My news flash happened when something negative finally happen to me. No other car was involved, no people, no animals. I had no one to blame but myself. I hadn’t noticed the warnings, the signs my parents had always warned me about. I thought I knew everything, I thought I owned the world.

It had probably been flashing on and off for a couple of weeks and I hadn’t bothered with it, figuring it was a glitch with the cable. The check engine light is a bad sign to ignore.It was almost like the engine knew what it was doing, trying to teach me a lesson when I was the most vulnerable. Being alone at eleven o’clock at night on a country road with an almost dead cell phone was my lesson.

I had left work late,as usual. I took out my phone and got ready to speed dial number five on my phone, just like I did every night on my way home. I knew it would just be another thirty minute fight if I called. I put if off for a few minutes. My phone rang.

“Could you pick you brother up?” asked my mom on the other end of the phone. I sighed. The joy of being the oldest. We said “Goodbye” and I turned around to go the long way home through Greene. I then dialed number five.

Even before I picked up my brother, my car started to slow. I glanced at the display screen on my dash and knew instantly that the engine had given up. It wasn’t just a glitch in the cable.

Slowly, my car started to roll to a complete top. Making sure I had my hazards on and I was on the side of the road, I hung up my aggravating call and quickly dialed home. I was probably four miles on a dark country road from my brother and even further from my house.

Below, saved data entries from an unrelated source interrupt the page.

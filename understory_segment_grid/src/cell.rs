// Copyright 2025 the Understory Authors
// SPDX-License-Identifier: Apache-2.0 OR MIT

//! Mapping between coordinates and grid cells along one axis.

/// Map a coordinate to a grid coordinate along one axis.
///
/// Computes `floor((value - origin) / cell_size)`, saturating to the `i32`
/// range. The result is monotonic in `value` and is not bounds-checked.
#[allow(
    clippy::cast_possible_truncation,
    reason = "Grid cell indices are intentionally i32; out-of-range values are saturated."
)]
#[inline]
pub(crate) fn cell_coord(value: f64, origin: f64, cell_size: f64) -> i32 {
    debug_assert!(cell_size > 0.0, "grid cell size must be strictly positive");
    let t = (value - origin) / cell_size;
    let coord = t as i32;

    // Round towards -∞ (the cast above has already truncated).
    if t < 0.0 && f64::from(coord) > t {
        coord.saturating_sub(1)
    } else {
        coord
    }
}

/// Largest valid coordinate on an axis of `len` cells.
#[inline]
pub(crate) fn last_coord(len: usize) -> i32 {
    i32::try_from(len.saturating_sub(1)).unwrap_or(i32::MAX)
}

/// Clamp a grid coordinate into `0..len`.
#[inline]
pub(crate) fn clamp_coord(coord: i32, len: usize) -> i32 {
    coord.clamp(0, last_coord(len))
}

/// Clamp a grid coordinate into `0..len` and convert it to a table index.
#[inline]
pub(crate) fn clamp_index(coord: i32, len: usize) -> usize {
    // The clamped value is never negative.
    usize::try_from(clamp_coord(coord, len)).unwrap_or(0)
}

/// Whether a grid coordinate falls inside `0..len`.
#[inline]
pub(crate) fn in_range(coord: i32, len: usize) -> bool {
    usize::try_from(coord).is_ok_and(|c| c < len)
}
// Copyright 2025 the Understory Authors
// SPDX-License-Identifier: Apache-2.0 OR MIT

//! Candidate road edges for GPS samples: grid broad phase + exact distance check.
//!
//! This example shows how to:
//! - bulk-build a `SegmentGrid` over a small road network,
//! - query candidate edges around each sample with a search box,
//! - filter candidates by exact point-to-segment distance.
//!
//! Run:
//! - `cargo run -p understory_segment_grid_demos --example road_network`

use kurbo::{Line, ParamCurveNearest, Point, Rect};
use tracing_subscriber::FmtSubscriber;
use understory_segment_grid::{GridError, SegmentGrid};

/// Identifier of a directed road edge.
#[derive(Clone, Copy, Debug, PartialEq, Eq, Hash)]
struct EdgeId(u32);

fn main() -> Result<(), GridError> {
    let subscriber = FmtSubscriber::builder()
        .with_max_level(tracing::Level::TRACE)
        .finish();
    tracing::subscriber::set_global_default(subscriber)
        .expect("setting default tracing subscriber failed");

    // A small street grid with one diagonal avenue and one edge leaving the map.
    let edges = [
        (EdgeId(0), Line::new((0.0, 100.0), (1000.0, 100.0))),
        (EdgeId(1), Line::new((0.0, 500.0), (1000.0, 500.0))),
        (EdgeId(2), Line::new((250.0, 0.0), (250.0, 1000.0))),
        (EdgeId(3), Line::new((750.0, 0.0), (750.0, 1000.0))),
        (EdgeId(4), Line::new((0.0, 0.0), (1000.0, 1000.0))),
        (EdgeId(5), Line::new((900.0, 900.0), (1400.0, 1200.0))),
    ];
    let lines: std::collections::HashMap<EdgeId, Line> = edges.iter().copied().collect();

    let region = Rect::new(0.0, 0.0, 1000.0, 1000.0);
    let grid = SegmentGrid::with_segments(region, 50.0, 50.0, edges)?;
    println!(
        "grid: {} x {} cells of {} x {}",
        grid.columns(),
        grid.rows(),
        grid.cell_width(),
        grid.cell_height()
    );

    let search_radius = 30.0;
    let samples = [
        Point::new(240.0, 110.0),
        Point::new(505.0, 490.0),
        Point::new(760.0, 940.0),
        Point::new(40.0, 960.0),
    ];

    for sample in samples {
        let search = Rect::from_center_size(sample, (2.0 * search_radius, 2.0 * search_radius));
        let candidates = grid.query(search);

        let mut matches: Vec<(EdgeId, f64)> = candidates
            .iter()
            .filter_map(|id| {
                let line = lines.get(id)?;
                let distance = line.nearest(sample, 1e-6).distance_sq.sqrt();
                (distance <= search_radius).then_some((*id, distance))
            })
            .collect();
        matches.sort_by(|a, b| a.1.total_cmp(&b.1));

        println!(
            "sample ({:.0}, {:.0}): {} candidates, {} within {search_radius}",
            sample.x,
            sample.y,
            candidates.len(),
            matches.len()
        );
        for (id, distance) in matches {
            println!("  edge {:?} at {distance:.1}", id);
        }
    }

    // Per-cell contents, e.g. for drawing a debug overlay.
    let busiest = grid
        .cells()
        .max_by_key(|(_, keys)| keys.len())
        .map(|((col, row), keys)| (col, row, keys.len()));
    if let Some((col, row, count)) = busiest {
        println!("busiest cell ({col}, {row}) holds {count} edges");
    }

    Ok(())
}
// Copyright 2025 the Understory Authors
// SPDX-License-Identifier: Apache-2.0 OR MIT

//! Construction errors.

use thiserror::Error;

/// Invalid arguments passed to [`SegmentGrid::new`][crate::SegmentGrid::new].
///
/// Construction is the only fallible operation on a grid; insertion and
/// queries are total.
#[derive(Clone, Copy, Debug, Error, PartialEq)]
pub enum GridError {
    /// The requested cell width is zero, negative, or NaN.
    #[error("invalid cell width {0} (require positive width)")]
    InvalidCellWidth(f64),
    /// The requested cell height is zero, negative, or NaN.
    #[error("invalid cell height {0} (require positive height)")]
    InvalidCellHeight(f64),
    /// The covering region has a zero, negative, or non-finite width.
    #[error("invalid bounding region width {0} (require positive width)")]
    InvalidRegionWidth(f64),
    /// The covering region has a zero, negative, or non-finite height.
    #[error("invalid bounding region height {0} (require positive height)")]
    InvalidRegionHeight(f64),
    /// The cell table would not be addressable.
    #[error("grid of {columns} x {rows} cells is too large")]
    TooManyCells {
        /// Requested column count.
        columns: usize,
        /// Requested row count.
        rows: usize,
    },
}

“Mom!” I almost screamed into the phone. Panic took over. Suddenly I realized I wasn’t such a know-it-all. “My car died! I barely have any light left and the radio is absolutely gone. I’m on Allen Pond Rd, please come get me!” Even before she said anything, my phone died. If I hadn’t spent the last fifteen minutes wasting my phone’s battery with an argument, I would have been able to correct myself. I wasn’t on Allen Pond, I was on River Road. I got even more nervous.

Twenty minutes had passed and still no parents. I found out later with about sixty dollars gone, that my alternator had drained my battery. The past two weeks that I had seen my battery light blink on and off was telling me my car was slowly dying. My phone had died instantly when I needed it the most but that was my own stupidity. My parents eventually arrived some time later and jump started the car to get it home. Being alone and having it be incredibly dark out just reminds me of a person in a horror flick. A naive teenager takes a risk and looses all. So many things go through your mind when you panic. This experience gave me just enough of a scare to make me realize, I don’t know everything.